UM IMPOSTO DEMASIADO PESADO
PARA TODA A VIDA DE UM JOVEM
Como está sendo o processo de formação política dos jovens que estão participando das ocupações militares? Pode-se falar em uma nova geração de militantes, no sentido de um novo tipo de militância?
Silvia Viana – Eles não foram formados politicamente, e aí reside seu segredo. Próxima dos temidos quarenta anos, já posso dizer que tenho um passado, não tanto porque estou ficando velha, muito mais porque aquilo o que me formou politicamente se tornou uma jaula de ferro. Sob o guarda-chuva do socialismo democrático, travávamos nossas disputas colegiais e universitárias com um projeto comum, nós ajudamos a forjá-lo, com a experimentação participativa em projetos sociais nos mais variados campos, como coletivos de diversos formatos, junto a vários movimentos sociais. Dizer que a conquista do poder degenerou tal projeto, ou pior, que fora traído, seria uma banalidade incapaz de ajudar na compreensão de seu ocaso. O fato é que, querendo ou não, construímos uma forma de governar, forma essa que já não faz o menor sentido para aqueles que não criaram o participacionismo, tampouco participaram, ou ainda, estão cansados de participar. Daí seu despudor quando simplesmente descartam o “porém” que nós compulsivamente anexamos à crítica a essa forma de governo. Eles não foram formados e, no entanto, são governados. Não é à toa que quebram a cabeça e, já tantas vezes, se quebram, em sua forma horizontal e autônoma de luta – seu ponto pacífico, embora não pacificado. Tampouco é birra a recusa persistente e aterradora ao chamamento razoável para a conversa, que eles, ao mesmo tempo, exigem. A proposição para a construção paulatina de uma sociedade mais justa parece lhes feder a mofo quando já não é possível futuro algum senão o da queima ritual em mercado. Se a esperança reformista – seja ela hard, seja racionada – já há algum tempo foi substituída por um “segurar as pontas”, porque diabos essas pessoas deveriam acatar a infindável prestação de contas em que se converteu a sociedade?

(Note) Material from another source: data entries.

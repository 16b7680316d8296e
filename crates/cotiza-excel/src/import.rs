/// Price-list workbook import.
use std::io::{Read, Seek};

use calamine::{Reader, Xlsx, open_workbook_from_rs};

use cotiza_core::RawTable;

use crate::error::ImportError;
use crate::sheet::range_to_table;

/// Reads one supplier's price list from an `.xlsx` workbook.
///
/// The first worksheet is the price list: row 1 carries the column headers
/// (`SKU`, `Precio Unitario`, optional `Nombre`), rows 2+ carry the data.
/// No content validation happens here; the returned [`RawTable`] goes to
/// `cotiza_core::normalize` which owns the column contract.
///
/// # Errors
///
/// Returns [`ImportError`] when the workbook cannot be parsed, has no
/// worksheets, or the first worksheet is completely empty.
pub fn read_price_list<R: Read + Seek>(reader: R) -> Result<RawTable, ImportError> {
    let mut workbook: Xlsx<R> =
        open_workbook_from_rs(reader).map_err(|e: calamine::XlsxError| ImportError::ExcelRead {
            detail: e.to_string(),
        })?;

    let sheet_name = workbook
        .sheet_names()
        .first()
        .cloned()
        .ok_or(ImportError::NoSheets)?;

    let range = workbook
        .worksheet_range(&sheet_name)
        .map_err(|e| ImportError::ExcelRead {
            detail: format!("failed to read sheet {sheet_name:?}: {e}"),
        })?;

    range_to_table(&range).ok_or(ImportError::EmptySheet { sheet: sheet_name })
}
/// Subcommand implementations.
use std::path::PathBuf;

use cotiza_core::{Precision, QuoteSet, build_quote_set};
use cotiza_excel::read_price_list;

use crate::error::CliError;
use crate::io::{open_input, supplier_name};

pub mod compare;
pub mod order;

/// Parses the `--precision` argument.
fn parse_precision(digits: u8) -> Result<Precision, CliError> {
    Precision::try_from(digits).map_err(|_| CliError::InvalidPrecision { got: digits })
}

/// Imports every price-list file and runs the reconciliation pipeline.
///
/// Suppliers are named after the file stems and processed in argument
/// order; the first file that cannot be read or fails validation aborts
/// the run.
fn load_quote_set(files: &[PathBuf], precision: Precision) -> Result<QuoteSet, CliError> {
    let mut inputs = Vec::with_capacity(files.len());
    for path in files {
        let reader = open_input(path)?;
        let table = read_price_list(reader).map_err(|source| CliError::ImportFailed {
            path: path.clone(),
            source,
        })?;
        inputs.push((supplier_name(path), table));
    }
    Ok(build_quote_set(&inputs, precision)?)
}
/// CLI error types with associated exit codes.
///
/// [`CliError`] is the top-level error type for the `cotiza` binary. Every
/// variant maps to a stable exit code via [`CliError::exit_code`]:
///
/// - Exit code **2** — input failure: a file could not be read or parsed at
///   all (missing file, unreadable workbook, malformed session JSON, bad
///   precision argument). These terminate before any domain logic runs.
/// - Exit code **1** — logical failure: ingestion validation rejected a
///   price list, or no usable records survived. The offending supplier and
///   rows are named so the operator can fix the source file and retry.
use std::fmt;
use std::path::PathBuf;

use cotiza_core::PipelineError;
use cotiza_excel::{ExportError, ImportError};

/// All error conditions that the `cotiza` CLI can produce.
#[derive(Debug)]
pub enum CliError {
    // --- Exit code 2: input failures ---
    /// A file argument could not be found on the filesystem.
    FileNotFound {
        /// The path that was not found.
        path: PathBuf,
    },

    /// The process lacks permission to read or write a file.
    PermissionDenied {
        /// The path that could not be accessed.
        path: PathBuf,
    },

    /// A generic I/O error not covered by the variants above.
    IoError {
        /// The path involved.
        path: PathBuf,
        /// The underlying I/O error message.
        detail: String,
    },

    /// A workbook could not be read as a price list.
    ImportFailed {
        /// The file that failed to import.
        path: PathBuf,
        /// The import error.
        source: ImportError,
    },

    /// A resolutions or quantities JSON file could not be parsed.
    InvalidJson {
        /// The file that failed to parse.
        path: PathBuf,
        /// The parse error message.
        detail: String,
    },

    /// The `--precision` argument is outside the supported 0–6 range.
    InvalidPrecision {
        /// The rejected value.
        got: u8,
    },

    // --- Exit code 1: logical failures ---
    /// The reconciliation pipeline rejected the input set.
    Pipeline(PipelineError),

    /// An export workbook could not be produced.
    ExportFailed(ExportError),

    /// The quote set could not be rendered as JSON.
    RenderFailed {
        /// The serialization error message.
        detail: String,
    },
}

impl CliError {
    /// Returns the process exit code for this error.
    pub fn exit_code(&self) -> i32 {
        match self {
            Self::FileNotFound { .. }
            | Self::PermissionDenied { .. }
            | Self::IoError { .. }
            | Self::ImportFailed { .. }
            | Self::InvalidJson { .. }
            | Self::InvalidPrecision { .. } => 2,
            Self::Pipeline(_) | Self::ExportFailed(_) | Self::RenderFailed { .. } => 1,
        }
    }
}

impl fmt::Display for CliError {
    fn fmt(&self, f: &mut fmt::Formatter<'_>) -> fmt::Result {
        match self {
            Self::FileNotFound { path } => {
                write!(f, "file not found: {}", path.display())
            }
            Self::PermissionDenied { path } => {
                write!(f, "permission denied: {}", path.display())
            }
            Self::IoError { path, detail } => {
                write!(f, "I/O error on {}: {detail}", path.display())
            }
            Self::ImportFailed { path, source } => {
                write!(f, "could not import {}: {source}", path.display())
            }
            Self::InvalidJson { path, detail } => {
                write!(f, "invalid JSON in {}: {detail}", path.display())
            }
            Self::InvalidPrecision { got } => {
                write!(f, "precision must be between 0 and 6, got {got}")
            }
            Self::Pipeline(e) => write!(f, "{e}"),
            Self::ExportFailed(e) => write!(f, "{e}"),
            Self::RenderFailed { detail } => {
                write!(f, "could not render JSON output: {detail}")
            }
        }
    }
}

impl std::error::Error for CliError {}

impl From<PipelineError> for CliError {
    fn from(e: PipelineError) -> Self {
        Self::Pipeline(e)
    }
}

impl From<ExportError> for CliError {
    fn from(e: ExportError) -> Self {
        Self::ExportFailed(e)
    }
}
/// Implementation of `cotiza order`.
///
/// Headless replay of an operator session: tie resolutions and quantities
/// come from JSON files instead of interactive edits, and the result is the
/// per-supplier order workbook.
///
/// Resolutions file: `{ "<sku>": "<supplier>", ... }`. Quantities file:
/// `[ { "supplier": "...", "sku": "...", "quantity": N }, ... ]`. Entries
/// that no longer apply to the current ranking (unknown SKU, supplier not
/// in the tie group) are warned about on stderr and skipped, mirroring how
/// stale session state is silently ignored rather than fatal.
///
/// Exit codes:
/// - 0 = success
/// - 1 = a price list failed validation, or no usable records
/// - 2 = file not found, unreadable workbook, malformed JSON, bad precision
use std::collections::BTreeMap;
use std::io::Read;
use std::path::{Path, PathBuf};

use serde::Deserialize;

use cotiza_core::{
    OrderState, Ranking, Sku, TieResolution, build_order_set, fmt_money2,
};

use crate::error::CliError;
use crate::io::{create_output, open_input, timestamped_name};

use super::{load_quote_set, parse_precision};

/// One quantity entry from the quantities JSON file.
#[derive(Debug, Deserialize)]
struct QuantityEntry {
    supplier: String,
    sku: String,
    quantity: u32,
}

/// Runs the `order` command.
///
/// # Errors
///
/// Returns [`CliError`] on I/O failures, import errors, malformed session
/// JSON, or pipeline validation failures.
pub fn run(
    files: &[PathBuf],
    resolutions: Option<&Path>,
    quantities: Option<&Path>,
    precision: u8,
    out: &Path,
) -> Result<(), CliError> {
    let precision = parse_precision(precision)?;
    let quote = load_quote_set(files, precision)?;

    let resolution = match resolutions {
        Some(path) => apply_resolutions(path, &quote.ranking)?,
        None => TieResolution::new(),
    };
    let state = match quantities {
        Some(path) => apply_quantities(path)?,
        None => OrderState::new(),
    };

    let (resolved, total) = resolution.progress(&quote.ranking);
    if total > 0 {
        println!("Empates resueltos: {resolved}/{total}");
    }

    let order = build_order_set(&quote.ranking, &resolution, &state);
    for supplier in order.lines.keys() {
        println!(
            "{supplier}: subtotal {}",
            fmt_money2(order.supplier_subtotal(supplier))
        );
    }
    println!("Total general: {}", fmt_money2(order.grand_total()));

    let (path, file) = create_output(out, &timestamped_name("pedido_por_proveedor"))?;
    cotiza_excel::write_order_workbook(&order, file)?;
    eprintln!("pedido escrito en {}", path.display());

    Ok(())
}

fn read_json<T: serde::de::DeserializeOwned>(path: &Path) -> Result<T, CliError> {
    let mut raw = String::new();
    open_input(path)?
        .read_to_string(&mut raw)
        .map_err(|e| CliError::IoError {
            path: path.to_path_buf(),
            detail: e.to_string(),
        })?;
    serde_json::from_str(&raw).map_err(|e| CliError::InvalidJson {
        path: path.to_path_buf(),
        detail: e.to_string(),
    })
}

/// Loads the resolutions file and applies each choice against the current
/// ranking. Invalid or stale entries are skipped with a warning.
fn apply_resolutions(path: &Path, ranking: &Ranking) -> Result<TieResolution, CliError> {
    let choices: BTreeMap<String, String> = read_json(path)?;
    let mut resolution = TieResolution::new();
    for (raw_sku, supplier) in &choices {
        let Ok(sku) = Sku::try_from(raw_sku.as_str()) else {
            eprintln!("aviso: SKU invalido {raw_sku:?} en resoluciones, ignorado");
            continue;
        };
        if let Err(e) = resolution.choose(ranking, &sku, Some(supplier)) {
            eprintln!("aviso: resolucion ignorada: {e}");
        }
    }
    Ok(resolution)
}

/// Loads the quantities file into an [`OrderState`]. Entries with an
/// invalid SKU are skipped with a warning; quantities for pairings outside
/// the current orderable set are stored anyway (they apply if the pairing
/// returns).
fn apply_quantities(path: &Path) -> Result<OrderState, CliError> {
    let entries: Vec<QuantityEntry> = read_json(path)?;
    let mut state = OrderState::new();
    for entry in &entries {
        let Ok(sku) = Sku::try_from(entry.sku.as_str()) else {
            eprintln!("aviso: SKU invalido {:?} en cantidades, ignorado", entry.sku);
            continue;
        };
        state.set_quantity(&entry.supplier, &sku, entry.quantity);
    }
    Ok(state)
}
// Licensed to the Apache Software Foundation (ASF) under one
// or more contributor license agreements.  See the NOTICE file
// distributed with this work for additional information
// regarding copyright ownership.  The ASF licenses this file
// to you under the Apache License, Version 2.0 (the
// "License"); you may not use this file except in compliance
// with the License.  You may obtain a copy of the License at
//
//   http://www.apache.org/licenses/LICENSE-2.0
//
// Unless required by applicable law or agreed to in writing,
// software distributed under the License is distributed on an
// "AS IS" BASIS, WITHOUT WARRANTIES OR CONDITIONS OF ANY
// KIND, either express or implied.  See the License for the
// specific language governing permissions and limitations
// under the License.

//! Per-repo allow/deny rules for proxying and caching.

use regex::Regex;

use crate::config::RuleConfig;
use crate::Error;
use crate::ErrorKind;
use crate::Result;

/// A compiled rule: an anchored pattern and its verdict.
#[derive(Debug)]
struct Rule {
    pattern: Regex,
    allow: bool,
}

impl Rule {
    fn compile(config: &RuleConfig) -> Result<Self> {
        let source = if config.use_regex {
            anchor(&config.repo)
        } else {
            glob_to_regex(&config.repo)
        };

        let pattern = Regex::new(&source).map_err(|err| {
            Error::new(ErrorKind::ConfigInvalid, "policy rule failed to compile")
                .with_context("repo", &config.repo)
                .set_source(err)
        })?;

        Ok(Rule {
            pattern,
            allow: config.allow,
        })
    }
}

/// Wrap a user regex so it must match the whole `org/name`, not a substring.
fn anchor(source: &str) -> String {
    let source = source.strip_prefix('^').unwrap_or(source);
    let source = source.strip_suffix('$').unwrap_or(source);
    format!("^(?:{source})$")
}

/// Compile a glob with `*` and `?` into an anchored regex.
fn glob_to_regex(glob: &str) -> String {
    let mut out = String::with_capacity(glob.len() + 8);
    out.push('^');
    for c in glob.chars() {
        match c {
            '*' => out.push_str(".*"),
            '?' => out.push('.'),
            c => out.push_str(&regex::escape(&c.to_string())),
        }
    }
    out.push('$');
    out
}

/// Evaluates ordered allow/deny rule lists for proxying and caching.
///
/// Rules are checked in declaration order, the first matching rule wins, and
/// no match means allow. The engine holds no mutable state; both queries are
/// pure functions of the compiled rules and the repo name.
#[derive(Debug, Default)]
pub struct PolicyEngine {
    proxy: Vec<Rule>,
    cache: Vec<Rule>,
}

impl PolicyEngine {
    /// Compile rule lists. Invalid patterns fail construction, not lookup.
    pub fn new(proxy_rules: &[RuleConfig], cache_rules: &[RuleConfig]) -> Result<Self> {
        Ok(PolicyEngine {
            proxy: proxy_rules.iter().map(Rule::compile).collect::<Result<_>>()?,
            cache: cache_rules.iter().map(Rule::compile).collect::<Result<_>>()?,
        })
    }

    /// Whether `org/name` may be proxied upstream at all.
    pub fn proxy_allowed(&self, repo: &str) -> bool {
        Self::evaluate(&self.proxy, repo)
    }

    /// Whether bytes of `org/name` may be written to the local cache. A
    /// denial only skips the tee; the request is still served pass-through.
    pub fn cache_allowed(&self, repo: &str) -> bool {
        Self::evaluate(&self.cache, repo)
    }

    fn evaluate(rules: &[Rule], repo: &str) -> bool {
        for rule in rules {
            if rule.pattern.is_match(repo) {
                return rule.allow;
            }
        }
        true
    }
}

Trata-se de um descompasso de tempos históricos, mais que geracional: esse fenômeno que não tem nome, mas certamente não é uma “nova militância”, é compreensível, por exemplo, à luz do recente post, no Facebook, da presidenta: “transformamos milhões de pessoas que estavam excluídas em consumidores”. A celebração de uma “cidadania consumidora” como uma conquista preciosa talvez seja o horizonte social mais mesquinho que já se apresentou e, não obstante, trata-se do único. O estranho, portanto, não é que esses trancadores de rua tenham surgido agora, visto terem suas vidas trancafiadas. Estranha, pois radicalmente fora de seu tempo, é a qualidade que lhes foi imputada pela gestora educacional. Assustada ante o deslize sintático do chefe de gabinete, que afirmou: “se sair a reorganização”, ela retrucou: “se sair?”, e cobrou que o decreto fosse imposto imediatamente, pois “O problema é que eles têm esperança [inaudível]…”.